WORK ORDER:
Count the lines in the data below where the string "animation" occurs, please, and give the number alone.

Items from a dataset
★ ★ ★ ★ ★
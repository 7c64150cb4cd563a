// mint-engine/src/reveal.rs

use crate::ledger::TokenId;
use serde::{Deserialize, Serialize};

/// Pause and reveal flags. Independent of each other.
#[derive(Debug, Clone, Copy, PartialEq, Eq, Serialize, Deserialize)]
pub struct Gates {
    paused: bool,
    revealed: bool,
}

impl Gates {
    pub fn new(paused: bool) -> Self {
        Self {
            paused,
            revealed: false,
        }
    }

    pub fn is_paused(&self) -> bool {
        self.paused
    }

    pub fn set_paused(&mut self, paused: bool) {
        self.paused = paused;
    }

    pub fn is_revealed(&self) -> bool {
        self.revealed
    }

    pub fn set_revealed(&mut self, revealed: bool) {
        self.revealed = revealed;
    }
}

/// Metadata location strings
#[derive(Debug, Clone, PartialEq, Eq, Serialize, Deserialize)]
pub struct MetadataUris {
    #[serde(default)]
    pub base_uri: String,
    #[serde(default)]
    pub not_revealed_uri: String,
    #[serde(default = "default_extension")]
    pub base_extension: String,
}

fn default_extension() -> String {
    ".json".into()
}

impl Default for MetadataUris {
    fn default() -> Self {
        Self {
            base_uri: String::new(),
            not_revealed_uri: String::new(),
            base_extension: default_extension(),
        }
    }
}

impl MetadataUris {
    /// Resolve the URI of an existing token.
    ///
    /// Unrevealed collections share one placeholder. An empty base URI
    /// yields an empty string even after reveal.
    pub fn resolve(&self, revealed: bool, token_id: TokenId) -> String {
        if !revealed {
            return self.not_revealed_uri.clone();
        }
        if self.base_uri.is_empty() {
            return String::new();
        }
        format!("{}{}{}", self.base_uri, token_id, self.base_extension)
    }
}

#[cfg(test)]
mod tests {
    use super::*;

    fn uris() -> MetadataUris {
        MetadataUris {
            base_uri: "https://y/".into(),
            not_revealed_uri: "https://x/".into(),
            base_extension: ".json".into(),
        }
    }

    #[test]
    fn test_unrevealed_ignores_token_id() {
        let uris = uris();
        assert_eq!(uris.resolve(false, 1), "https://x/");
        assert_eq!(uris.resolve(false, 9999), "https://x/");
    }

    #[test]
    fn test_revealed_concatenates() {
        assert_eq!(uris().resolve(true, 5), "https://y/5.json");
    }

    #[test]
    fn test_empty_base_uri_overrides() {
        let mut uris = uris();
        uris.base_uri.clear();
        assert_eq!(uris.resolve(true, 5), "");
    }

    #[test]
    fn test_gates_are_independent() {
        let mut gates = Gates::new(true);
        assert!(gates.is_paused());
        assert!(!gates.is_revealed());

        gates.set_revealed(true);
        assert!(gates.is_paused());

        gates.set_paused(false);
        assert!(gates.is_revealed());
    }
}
★ ★ ★ ★ ★
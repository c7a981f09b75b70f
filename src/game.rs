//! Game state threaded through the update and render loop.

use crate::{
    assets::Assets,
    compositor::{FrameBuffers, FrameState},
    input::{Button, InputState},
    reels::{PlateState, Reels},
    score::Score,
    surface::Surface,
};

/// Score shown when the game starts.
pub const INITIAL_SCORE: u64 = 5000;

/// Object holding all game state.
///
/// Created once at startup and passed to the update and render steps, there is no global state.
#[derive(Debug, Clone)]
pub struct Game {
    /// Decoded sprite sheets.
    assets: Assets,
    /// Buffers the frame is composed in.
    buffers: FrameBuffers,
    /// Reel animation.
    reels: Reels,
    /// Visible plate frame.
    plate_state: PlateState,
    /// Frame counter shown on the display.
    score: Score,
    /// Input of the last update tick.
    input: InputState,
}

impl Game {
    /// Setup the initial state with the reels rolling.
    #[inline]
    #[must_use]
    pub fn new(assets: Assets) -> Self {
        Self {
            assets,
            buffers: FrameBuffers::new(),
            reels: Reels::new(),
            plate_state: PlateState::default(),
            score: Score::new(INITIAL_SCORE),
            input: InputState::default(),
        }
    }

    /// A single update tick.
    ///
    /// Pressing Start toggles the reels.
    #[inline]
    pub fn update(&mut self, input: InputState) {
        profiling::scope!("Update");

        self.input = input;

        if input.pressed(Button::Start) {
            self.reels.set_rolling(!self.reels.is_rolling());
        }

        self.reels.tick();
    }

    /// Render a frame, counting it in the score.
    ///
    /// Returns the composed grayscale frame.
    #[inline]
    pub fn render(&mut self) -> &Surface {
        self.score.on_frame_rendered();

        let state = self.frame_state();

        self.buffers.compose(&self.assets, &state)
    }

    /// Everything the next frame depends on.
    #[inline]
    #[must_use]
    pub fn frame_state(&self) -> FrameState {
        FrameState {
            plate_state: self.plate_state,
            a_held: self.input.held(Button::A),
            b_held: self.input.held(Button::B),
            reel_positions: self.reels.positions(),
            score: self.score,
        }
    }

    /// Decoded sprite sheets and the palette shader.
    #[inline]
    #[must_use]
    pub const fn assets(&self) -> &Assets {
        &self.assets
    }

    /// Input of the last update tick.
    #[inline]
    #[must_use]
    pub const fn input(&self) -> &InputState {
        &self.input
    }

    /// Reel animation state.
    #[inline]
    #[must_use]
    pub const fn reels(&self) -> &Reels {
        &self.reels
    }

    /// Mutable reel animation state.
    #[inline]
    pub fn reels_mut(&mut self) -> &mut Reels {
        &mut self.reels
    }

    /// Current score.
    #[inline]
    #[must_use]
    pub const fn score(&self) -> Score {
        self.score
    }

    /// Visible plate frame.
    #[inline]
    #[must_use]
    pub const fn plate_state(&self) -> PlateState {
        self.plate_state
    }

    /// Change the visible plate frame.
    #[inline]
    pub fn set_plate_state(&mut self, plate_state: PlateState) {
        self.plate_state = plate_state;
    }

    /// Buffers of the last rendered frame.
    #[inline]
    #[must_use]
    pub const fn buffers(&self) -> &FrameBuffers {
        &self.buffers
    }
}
★ ★ ★ ★ ★
REPLY:
3